SAFETY
The recent mishaps (CRJ200 double
flame out, transatlantic
BA 747 on three engines, China
Eastern A340 tailscrape, JAL
admitting safety was not its top priority,…), lead me to
wonder what definition airlines grant to safety.
Safety gaps could come from new companies, but are BA or JAL emerging?
These events belong to the human factors field. The issue is not
the error(s) made by the crews, but their behaviours, precisely the
ensuing attitudes.
It is interesting to link this to the following situation. As a former
university assistant professor in psychology, I lectured and researched
human factors and aviation safety. I then joined the aviation industry
as an airline pilot. These both experiences, gave me a unique singular
profile. Since my last company bankrupted in 2002, I can not reach
a pilot position. The most often given reason: too educated!

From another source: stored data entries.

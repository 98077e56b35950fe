//! Endpoint and request target construction
//!
//! A [`RequestTarget`] carries the wire URL together with the canonical path and
//! query the signer consumes. The URL is assembled from the canonical pieces, so
//! the two cannot drift apart.

use crate::s3::error::{Result, S3Error};
use url::Url;

/// Hex lookup table for percent encoding
static HEX_UPPER: &[u8; 16] = b"0123456789ABCDEF";

/// URI encode a string (RFC 3986 unreserved set kept, everything else `%XX`)
pub(crate) fn uri_encode(s: &str, encode_slash: bool) -> String {
    let mut result = String::with_capacity(s.len() + 16);
    for byte in s.bytes() {
        match byte {
            b'A'..=b'Z' | b'a'..=b'z' | b'0'..=b'9' | b'-' | b'_' | b'.' | b'~' => {
                result.push(byte as char);
            }
            b'/' if !encode_slash => {
                result.push('/');
            }
            _ => {
                result.push('%');
                result.push(HEX_UPPER[(byte >> 4) as usize] as char);
                result.push(HEX_UPPER[(byte & 0xf) as usize] as char);
            }
        }
    }
    result
}

/// Ordered query parameters.
///
/// Insertion order is kept for inspection; [`QueryParams::canonical`] always
/// sorts, so the order pairs were added in never reaches the wire.
#[derive(Debug, Clone, Default, PartialEq, Eq)]
pub struct QueryParams {
    pairs: Vec<(String, String)>,
}

impl QueryParams {
    pub fn new() -> Self {
        Self::default()
    }

    pub fn with(mut self, key: impl Into<String>, value: impl Into<String>) -> Self {
        self.push(key, value);
        self
    }

    pub fn push(&mut self, key: impl Into<String>, value: impl Into<String>) {
        self.pairs.push((key.into(), value.into()));
    }

    /// Add the pair only when a value is present
    pub fn push_opt(&mut self, key: impl Into<String>, value: Option<impl Into<String>>) {
        if let Some(value) = value {
            self.push(key, value);
        }
    }

    pub fn is_empty(&self) -> bool {
        self.pairs.is_empty()
    }

    pub fn iter(&self) -> impl Iterator<Item = (&str, &str)> {
        self.pairs.iter().map(|(k, v)| (k.as_str(), v.as_str()))
    }

    /// Canonical query string: percent-encode every pair, drop empty keys,
    /// sort by encoded key then encoded value, join with `&`.
    pub fn canonical(&self) -> String {
        let mut encoded: Vec<(String, String)> = self
            .pairs
            .iter()
            .filter(|(k, _)| !k.is_empty())
            .map(|(k, v)| (uri_encode(k, true), uri_encode(v, true)))
            .collect();

        encoded.sort_unstable();

        let mut result = String::with_capacity(encoded.iter().map(|(k, v)| k.len() + v.len() + 2).sum());
        for (i, (k, v)) in encoded.iter().enumerate() {
            if i > 0 {
                result.push('&');
            }
            result.push_str(k);
            result.push('=');
            result.push_str(v);
        }
        result
    }
}

impl<K: Into<String>, V: Into<String>> FromIterator<(K, V)> for QueryParams {
    fn from_iter<I: IntoIterator<Item = (K, V)>>(iter: I) -> Self {
        Self {
            pairs: iter.into_iter().map(|(k, v)| (k.into(), v.into())).collect(),
        }
    }
}

/// A fully resolved request destination
#[derive(Debug, Clone, PartialEq, Eq)]
pub struct RequestTarget {
    /// Literal URL used for the wire request
    pub url: String,
    /// `Host` header value (bucket-prefixed, non-default port kept)
    pub host: String,
    pub canonical_path: String,
    pub canonical_query: String,
}

/// Base URL of an S3-compatible service
#[derive(Debug, Clone, PartialEq, Eq)]
pub struct Endpoint {
    scheme: String,
    host: String,
    port: Option<u16>,
    base_path: String,
}

impl Endpoint {
    pub fn parse(raw: &str) -> Result<Self> {
        let url = Url::parse(raw.trim())
            .map_err(|e| S3Error::InvalidEndpoint(format!("{}: {}", raw, e)))?;

        let scheme = url.scheme().to_string();
        if scheme != "http" && scheme != "https" {
            return Err(S3Error::InvalidEndpoint(format!(
                "{}: unsupported scheme {:?}",
                raw, scheme
            )));
        }

        let host = url
            .host_str()
            .filter(|h| !h.is_empty())
            .ok_or_else(|| S3Error::InvalidEndpoint(format!("{}: missing host", raw)))?
            .to_string();

        if url.query().is_some() {
            return Err(S3Error::InvalidEndpoint(format!(
                "{}: endpoint must not carry a query",
                raw
            )));
        }

        Ok(Self {
            scheme,
            host,
            // url::Url reports None for the scheme's default port
            port: url.port(),
            base_path: url.path().trim_matches('/').to_string(),
        })
    }

    pub fn scheme(&self) -> &str {
        &self.scheme
    }

    pub fn host(&self) -> &str {
        &self.host
    }

    /// Resolve a request destination. A bucket becomes a subdomain of the
    /// endpoint host; `key` is the object path inside it.
    pub fn target(&self, bucket: Option<&str>, key: &str, query: &QueryParams) -> RequestTarget {
        let mut host = match bucket.filter(|b| !b.is_empty()) {
            Some(bucket) => format!("{}.{}", bucket, self.host),
            None => self.host.clone(),
        };
        if let Some(port) = self.port {
            host.push(':');
            host.push_str(&port.to_string());
        }

        let canonical_path = canonical_path(&self.base_path, key);
        let canonical_query = query.canonical();

        let mut url = String::with_capacity(
            self.scheme.len() + 3 + host.len() + canonical_path.len() + canonical_query.len() + 1,
        );
        url.push_str(&self.scheme);
        url.push_str("://");
        url.push_str(&host);
        url.push_str(&canonical_path);
        if !canonical_query.is_empty() {
            url.push('?');
            url.push_str(&canonical_query);
        }

        RequestTarget {
            url,
            host,
            canonical_path,
            canonical_query,
        }
    }
}

/// Join base path and key into an encoded absolute path without empty segments.
/// A trailing `/` on a non-empty key is kept (directory-style keys).
fn canonical_path(base_path: &str, key: &str) -> String {
    let mut path = String::with_capacity(base_path.len() + key.len() + 8);
    for segment in base_path.split('/').chain(key.split('/')) {
        if segment.is_empty() {
            continue;
        }
        path.push('/');
        path.push_str(&uri_encode(segment, true));
    }

    if path.is_empty() {
        return "/".to_string();
    }
    if key.ends_with('/') {
        path.push('/');
    }
    path
}
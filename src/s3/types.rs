//! S3 types and response structures

use crate::s3::error::{Result, S3Error};
use quick_xml::events::Event;
use quick_xml::Reader;
use std::fmt::Write as FmtWrite;

/// Element boundary reported by [`for_each_element`]
pub(crate) enum Tag<'a> {
    Open(&'a [u8]),
    Close(&'a [u8]),
}

/// Walk an XML document, reporting each element open/close by local name.
///
/// The text content of the element being closed is passed alongside the
/// `Close` tag; callbacks may `std::mem::take` it. The buffer is cleared after
/// every close.
pub(crate) fn for_each_element<F>(xml: &[u8], mut on_tag: F) -> std::result::Result<(), String>
where
    F: FnMut(Tag<'_>, &mut String),
{
    let mut reader = Reader::from_reader(xml);
    reader.config_mut().trim_text(true);

    let mut current_text = String::with_capacity(256);

    loop {
        match reader.read_event() {
            Ok(Event::Start(e)) => {
                current_text.clear();
                on_tag(Tag::Open(e.local_name().as_ref()), &mut current_text);
            }
            Ok(Event::Empty(e)) => {
                current_text.clear();
                on_tag(Tag::Open(e.local_name().as_ref()), &mut current_text);
                on_tag(Tag::Close(e.local_name().as_ref()), &mut current_text);
                current_text.clear();
            }
            Ok(Event::Text(e)) => {
                let text = e.unescape().map_err(|e| format!("XML parse error: {}", e))?;
                current_text.push_str(&text);
            }
            Ok(Event::CData(e)) => {
                current_text.push_str(&String::from_utf8_lossy(&e.into_inner()));
            }
            Ok(Event::End(e)) => {
                on_tag(Tag::Close(e.local_name().as_ref()), &mut current_text);
                current_text.clear();
            }
            Ok(Event::Eof) => break,
            Err(e) => return Err(format!("XML parse error: {}", e)),
            _ => {}
        }
    }

    Ok(())
}

fn parse_xml<F>(xml: &[u8], on_tag: F) -> Result<()>
where
    F: FnMut(Tag<'_>, &mut String),
{
    for_each_element(xml, on_tag).map_err(S3Error::decode)
}

fn parse_number<T: std::str::FromStr>(field: &str, text: &str) -> Result<T> {
    text.trim()
        .parse()
        .map_err(|_| S3Error::decode(format!("invalid {field}: {text:?}")))
}

/// Object metadata returned by HEAD / GET
#[derive(Debug, Clone, Default, PartialEq, Eq)]
pub struct ObjectMetadata {
    pub content_length: u64,
    pub etag: Option<String>,
    pub version_id: Option<String>,
    pub content_type: Option<String>,
    pub last_modified: Option<String>,
}

/// Result of a PUT (object or streamed object)
#[derive(Debug, Clone, Default, PartialEq, Eq)]
pub struct PutObjectOutput {
    pub etag: Option<String>,
    pub version_id: Option<String>,
}

// =============================================================================
// Multipart Upload Types
// =============================================================================

/// `InitiateMultipartUploadResult`, returned by CreateMultipartUpload
#[derive(Debug, Clone, PartialEq, Eq)]
pub struct InitiateMultipartUploadResult {
    pub bucket: String,
    pub key: String,
    /// Upload ID for subsequent UploadPart and CompleteMultipartUpload requests
    pub upload_id: String,
}

impl InitiateMultipartUploadResult {
    pub fn from_xml(xml: &[u8]) -> Result<Self> {
        let mut bucket = String::new();
        let mut key = String::new();
        let mut upload_id = String::new();

        parse_xml(xml, |tag, text| match tag {
            Tag::Close(b"Bucket") => bucket = std::mem::take(text),
            Tag::Close(b"Key") => key = std::mem::take(text),
            Tag::Close(b"UploadId") => upload_id = std::mem::take(text),
            _ => {}
        })?;

        if upload_id.is_empty() {
            return Err(S3Error::decode("Missing UploadId in response"));
        }

        Ok(Self {
            bucket,
            key,
            upload_id,
        })
    }
}

/// Part information for CompleteMultipartUpload
#[derive(Debug, Clone, PartialEq, Eq)]
pub struct CompletedPart {
    /// Part number (1-10000)
    pub part_number: u32,
    /// ETag exactly as returned from UploadPart
    pub etag: String,
}

impl CompletedPart {
    pub fn new(part_number: u32, etag: impl Into<String>) -> Self {
        Self {
            part_number,
            etag: etag.into(),
        }
    }
}

/// Build the `CompleteMultipartUpload` request body. Parts are written in the
/// order given.
pub fn complete_multipart_body(parts: &[CompletedPart]) -> String {
    let mut xml = String::with_capacity(parts.len() * 100 + 100);
    xml.push_str("<?xml version=\"1.0\" encoding=\"UTF-8\"?>");
    xml.push_str("<CompleteMultipartUpload>");
    for part in parts {
        xml.push_str("<Part><PartNumber>");
        let _ = write!(xml, "{}", part.part_number);
        xml.push_str("</PartNumber><ETag>");
        xml_escape_into(&mut xml, &part.etag);
        xml.push_str("</ETag></Part>");
    }
    xml.push_str("</CompleteMultipartUpload>");
    xml
}

/// Escape XML special characters into an existing buffer
fn xml_escape_into(buf: &mut String, s: &str) {
    for ch in s.chars() {
        match ch {
            '&' => buf.push_str("&amp;"),
            '<' => buf.push_str("&lt;"),
            '>' => buf.push_str("&gt;"),
            '"' => buf.push_str("&quot;"),
            '\'' => buf.push_str("&apos;"),
            _ => buf.push(ch),
        }
    }
}

/// `CompleteMultipartUploadResult`
#[derive(Debug, Clone, Default, PartialEq, Eq)]
pub struct CompleteMultipartUploadResult {
    pub location: Option<String>,
    pub bucket: String,
    pub key: String,
    pub etag: String,
    pub version_id: Option<String>,
}

impl CompleteMultipartUploadResult {
    pub fn from_xml(xml: &[u8]) -> Result<Self> {
        let mut result = Self::default();
        let mut saw_root = false;

        parse_xml(xml, |tag, text| match tag {
            Tag::Open(b"CompleteMultipartUploadResult") => saw_root = true,
            Tag::Close(b"Location") => result.location = Some(std::mem::take(text)),
            Tag::Close(b"Bucket") => result.bucket = std::mem::take(text),
            Tag::Close(b"Key") => result.key = std::mem::take(text),
            Tag::Close(b"ETag") => result.etag = std::mem::take(text),
            _ => {}
        })?;

        if !saw_root {
            return Err(S3Error::decode(
                "missing CompleteMultipartUploadResult element",
            ));
        }
        Ok(result)
    }
}

/// A part listed by ListParts
#[derive(Debug, Clone, Default, PartialEq, Eq)]
pub struct Part {
    pub part_number: u32,
    pub etag: String,
    pub size: u64,
    pub last_modified: Option<String>,
}

/// `ListPartsResult`
#[derive(Debug, Clone, Default, PartialEq, Eq)]
pub struct ListPartsResult {
    pub bucket: String,
    pub key: String,
    pub upload_id: String,
    pub part_number_marker: Option<u32>,
    pub next_part_number_marker: Option<u32>,
    pub max_parts: Option<u32>,
    pub is_truncated: bool,
    pub parts: Vec<Part>,
}

impl ListPartsResult {
    pub fn from_xml(xml: &[u8]) -> Result<Self> {
        let mut result = Self::default();
        let mut current: Option<Part> = None;
        // Initiator/Owner also carry child elements; only top-level fields matter
        let mut depth_in_owner = 0usize;
        let mut failure: Option<S3Error> = None;

        parse_xml(xml, |tag, text| match tag {
            Tag::Open(b"Part") => current = Some(Part::default()),
            Tag::Open(b"Initiator" | b"Owner") => depth_in_owner += 1,
            Tag::Close(b"Initiator" | b"Owner") => {
                depth_in_owner = depth_in_owner.saturating_sub(1)
            }
            Tag::Close(b"Part") => {
                if let Some(part) = current.take() {
                    result.parts.push(part);
                }
            }
            Tag::Close(name) if depth_in_owner == 0 => match (current.as_mut(), name) {
                (Some(part), b"PartNumber") => match parse_number("PartNumber", text) {
                    Ok(n) => part.part_number = n,
                    Err(e) => {
                        failure.get_or_insert(e);
                    }
                },
                (Some(part), b"Size") => match parse_number("Size", text) {
                    Ok(n) => part.size = n,
                    Err(e) => {
                        failure.get_or_insert(e);
                    }
                },
                (Some(part), b"ETag") => part.etag = std::mem::take(text),
                (Some(part), b"LastModified") => part.last_modified = Some(std::mem::take(text)),
                (None, b"Bucket") => result.bucket = std::mem::take(text),
                (None, b"Key") => result.key = std::mem::take(text),
                (None, b"UploadId") => result.upload_id = std::mem::take(text),
                (None, b"PartNumberMarker") => result.part_number_marker = text.trim().parse().ok(),
                (None, b"NextPartNumberMarker") => {
                    result.next_part_number_marker = text.trim().parse().ok()
                }
                (None, b"MaxParts") => result.max_parts = text.trim().parse().ok(),
                (None, b"IsTruncated") => result.is_truncated = text.trim() == "true",
                _ => {}
            },
            _ => {}
        })?;

        match failure {
            Some(e) => Err(e),
            None => Ok(result),
        }
    }
}

/// An in-progress multipart upload listed by ListMultipartUploads
#[derive(Debug, Clone, Default, PartialEq, Eq)]
pub struct MultipartUpload {
    pub key: String,
    pub upload_id: String,
    /// RFC 3339 initiation time as reported by the server
    pub initiated: Option<String>,
    pub storage_class: Option<String>,
}

/// `ListMultipartUploadsResult`
#[derive(Debug, Clone, Default, PartialEq, Eq)]
pub struct ListMultipartUploadsResult {
    pub bucket: String,
    pub prefix: Option<String>,
    pub key_marker: Option<String>,
    pub upload_id_marker: Option<String>,
    pub next_key_marker: Option<String>,
    pub next_upload_id_marker: Option<String>,
    pub max_uploads: Option<u32>,
    pub is_truncated: bool,
    pub uploads: Vec<MultipartUpload>,
    pub common_prefixes: Vec<String>,
}

impl ListMultipartUploadsResult {
    pub fn from_xml(xml: &[u8]) -> Result<Self> {
        let mut result = Self::default();
        let mut current: Option<MultipartUpload> = None;
        let mut depth_in_owner = 0usize;
        let mut in_common_prefixes = false;

        parse_xml(xml, |tag, text| match tag {
            Tag::Open(b"Upload") => current = Some(MultipartUpload::default()),
            Tag::Open(b"Initiator" | b"Owner") => depth_in_owner += 1,
            Tag::Open(b"CommonPrefixes") => in_common_prefixes = true,
            Tag::Close(b"Initiator" | b"Owner") => {
                depth_in_owner = depth_in_owner.saturating_sub(1)
            }
            Tag::Close(b"CommonPrefixes") => in_common_prefixes = false,
            Tag::Close(b"Upload") => {
                if let Some(upload) = current.take() {
                    result.uploads.push(upload);
                }
            }
            Tag::Close(name) if depth_in_owner == 0 => match (current.as_mut(), name) {
                (Some(upload), b"Key") => upload.key = std::mem::take(text),
                (Some(upload), b"UploadId") => upload.upload_id = std::mem::take(text),
                (Some(upload), b"Initiated") => upload.initiated = Some(std::mem::take(text)),
                (Some(upload), b"StorageClass") => {
                    upload.storage_class = Some(std::mem::take(text))
                }
                (None, b"Prefix") if in_common_prefixes => {
                    result.common_prefixes.push(std::mem::take(text))
                }
                (None, b"Bucket") => result.bucket = std::mem::take(text),
                (None, b"Prefix") => result.prefix = non_empty(std::mem::take(text)),
                (None, b"KeyMarker") => result.key_marker = non_empty(std::mem::take(text)),
                (None, b"UploadIdMarker") => {
                    result.upload_id_marker = non_empty(std::mem::take(text))
                }
                (None, b"NextKeyMarker") => {
                    result.next_key_marker = non_empty(std::mem::take(text))
                }
                (None, b"NextUploadIdMarker") => {
                    result.next_upload_id_marker = non_empty(std::mem::take(text))
                }
                (None, b"MaxUploads") => result.max_uploads = text.trim().parse().ok(),
                (None, b"IsTruncated") => result.is_truncated = text.trim() == "true",
                _ => {}
            },
            _ => {}
        })?;

        Ok(result)
    }
}

fn non_empty(s: String) -> Option<String> {
    if s.is_empty() {
        None
    } else {
        Some(s)
    }
}
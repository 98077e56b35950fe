//! Multipart upload session state machine
//!
//! ```text
//! Initiated ──record_part──> InProgress ──mark_completed──> Completed
//!     │                          │
//!     └──────mark_aborted────────┴──────────────────────> Aborted
//! ```

use crate::s3::error::{Result, S3Error};
use crate::s3::types::CompletedPart;
use std::collections::BTreeMap;
use std::fmt;

#[derive(Debug, Clone, Copy, PartialEq, Eq)]
pub enum SessionState {
    Initiated,
    InProgress,
    Completed,
    Aborted,
}

impl SessionState {
    pub fn is_terminal(self) -> bool {
        matches!(self, SessionState::Completed | SessionState::Aborted)
    }
}

impl fmt::Display for SessionState {
    fn fmt(&self, f: &mut fmt::Formatter<'_>) -> fmt::Result {
        let name = match self {
            SessionState::Initiated => "initiated",
            SessionState::InProgress => "in-progress",
            SessionState::Completed => "completed",
            SessionState::Aborted => "aborted",
        };
        f.write_str(name)
    }
}

/// One server-side multipart upload and the parts acknowledged so far
#[derive(Debug, Clone)]
pub struct MultipartSession {
    bucket: String,
    key: String,
    upload_id: String,
    state: SessionState,
    parts: BTreeMap<u32, String>,
}

impl MultipartSession {
    pub fn new(bucket: impl Into<String>, key: impl Into<String>, upload_id: impl Into<String>) -> Self {
        Self {
            bucket: bucket.into(),
            key: key.into(),
            upload_id: upload_id.into(),
            state: SessionState::Initiated,
            parts: BTreeMap::new(),
        }
    }

    pub fn bucket(&self) -> &str {
        &self.bucket
    }

    pub fn key(&self) -> &str {
        &self.key
    }

    pub fn upload_id(&self) -> &str {
        &self.upload_id
    }

    pub fn state(&self) -> SessionState {
        self.state
    }

    pub fn part_count(&self) -> usize {
        self.parts.len()
    }

    /// Record the ETag returned for `part_number`, exactly as received.
    pub fn record_part(&mut self, part_number: u32, etag: impl Into<String>) -> Result<()> {
        if self.state.is_terminal() {
            return Err(self.illegal("record a part"));
        }
        if part_number == 0 {
            return Err(S3Error::InvalidState("part numbers start at 1".to_string()));
        }
        if self.parts.contains_key(&part_number) {
            return Err(S3Error::InvalidState(format!(
                "part {} of upload {} recorded twice",
                part_number, self.upload_id
            )));
        }

        self.parts.insert(part_number, etag.into());
        self.state = SessionState::InProgress;
        Ok(())
    }

    /// Parts in ascending order, checked to be exactly `1..=expected`.
    pub fn completed_parts(&self, expected: usize) -> Result<Vec<CompletedPart>> {
        if self.state != SessionState::InProgress {
            return Err(self.illegal("list parts for completion"));
        }
        if self.parts.len() != expected {
            return Err(S3Error::InvalidState(format!(
                "upload {} has {} of {} parts",
                self.upload_id,
                self.parts.len(),
                expected
            )));
        }

        let parts: Vec<CompletedPart> = self
            .parts
            .iter()
            .map(|(&number, etag)| CompletedPart::new(number, etag.as_str()))
            .collect();

        if let Some((index, part)) = parts
            .iter()
            .enumerate()
            .find(|(i, part)| part.part_number as usize != i + 1)
        {
            return Err(S3Error::InvalidState(format!(
                "upload {} is missing part {} (found {})",
                self.upload_id,
                index + 1,
                part.part_number
            )));
        }
        Ok(parts)
    }

    pub fn mark_completed(&mut self) -> Result<()> {
        if self.state != SessionState::InProgress {
            return Err(self.illegal("complete"));
        }
        self.state = SessionState::Completed;
        Ok(())
    }

    pub fn mark_aborted(&mut self) -> Result<()> {
        if self.state.is_terminal() {
            return Err(self.illegal("abort"));
        }
        self.state = SessionState::Aborted;
        Ok(())
    }

    fn illegal(&self, action: &str) -> S3Error {
        S3Error::InvalidState(format!(
            "cannot {} upload {}: session is {}",
            action, self.upload_id, self.state
        ))
    }
}
//! Range splitting for multipart transfers

use crate::s3::error::{Result, S3Error};

/// S3 rejects part numbers above this
pub const MAX_PARTS: u64 = 10_000;

/// One contiguous slice of the object, `start..=end`
#[derive(Debug, Clone, Copy, PartialEq, Eq)]
pub struct TransferPart {
    /// 1-based
    pub part_number: u32,
    pub start: u64,
    /// Inclusive
    pub end: u64,
}

impl TransferPart {
    pub fn size(&self) -> u64 {
        self.end - self.start + 1
    }
}

/// Split `total` bytes into parts of `part_size` (the last part may be short).
///
/// Zero bytes yield no parts. A zero part size, or a split needing more than
/// [`MAX_PARTS`] parts, is a configuration error.
pub fn plan_parts(total: u64, part_size: u64) -> Result<Vec<TransferPart>> {
    if part_size == 0 {
        return Err(S3Error::InvalidConfig("part size must be greater than zero".to_string()));
    }

    let count = total.div_ceil(part_size);
    if count > MAX_PARTS {
        return Err(S3Error::InvalidConfig(format!(
            "{} bytes at part size {} needs {} parts, more than the {} allowed",
            total, part_size, count, MAX_PARTS
        )));
    }

    Ok((0..count)
        .map(|i| {
            let start = i * part_size;
            TransferPart {
                part_number: (i + 1) as u32,
                start,
                end: (start + part_size - 1).min(total - 1),
            }
        })
        .collect())
}
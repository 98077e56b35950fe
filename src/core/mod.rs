use crate::config::{Config, Profile};
use crate::s3::{HttpExecutor, HyperExecutor, S3Client};
use anyhow::{Context, Result};
use std::sync::Arc;
use std::time::Duration;

/// State shared by every CLI command
///
/// One executor is created and shared by every client built from it, so all
/// profiles reuse the same HTTP connection pool.
#[derive(Clone)]
pub struct Core {
    pub config: Arc<Config>,
    executor: Arc<dyn HttpExecutor>,
}

impl Core {
    pub fn new(config: Config) -> Result<Self> {
        let mut executor = HyperExecutor::new(config.insecure_tls)
            .context("Failed to create HTTP client")?;
        if let Some(secs) = config.request_timeout_secs {
            executor = executor.with_timeout(Duration::from_secs(secs));
        }
        Ok(Self::with_executor(config, Arc::new(executor)))
    }

    /// Use a caller-supplied executor instead of the default hyper client
    pub fn with_executor(config: Config, executor: Arc<dyn HttpExecutor>) -> Self {
        Self {
            config: Arc::new(config),
            executor,
        }
    }

    /// Look up a profile, falling back to the default one
    pub fn profile(&self, name: Option<&str>) -> Result<&Profile> {
        match name {
            Some(name) => self
                .config
                .get_profile(Some(name))
                .ok_or_else(|| anyhow::anyhow!("Profile '{}' not found", name)),
            None => self
                .config
                .get_profile(None)
                .ok_or_else(|| anyhow::anyhow!("No default profile configured; pass --profile")),
        }
    }

    /// Client for a profile; clones share the executor
    pub fn client(&self, name: Option<&str>) -> Result<S3Client> {
        self.profile(name)?
            .client(self.executor.clone(), &self.config.transfer)
    }

    /// Resolve a bucket argument against the profile's default bucket
    pub fn bucket(&self, profile: Option<&str>, bucket: Option<&str>) -> Result<String> {
        if let Some(bucket) = bucket {
            return Ok(bucket.to_string());
        }
        self.profile(profile)?
            .bucket
            .clone()
            .ok_or_else(|| anyhow::anyhow!("No bucket given and the profile has no default bucket"))
    }
}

How can be a pilot too cultured about aviation safety, especially
in human factors?
Today, the top reason for accidents/incidents in aviation is human
factors.
While airlines only base hiring on flying hours, they forget ALL
accidents/incidents are made by highly experienced pilots.
Safety departments are not enough innovative about trainings which
must educate and convince to influence operator attitude.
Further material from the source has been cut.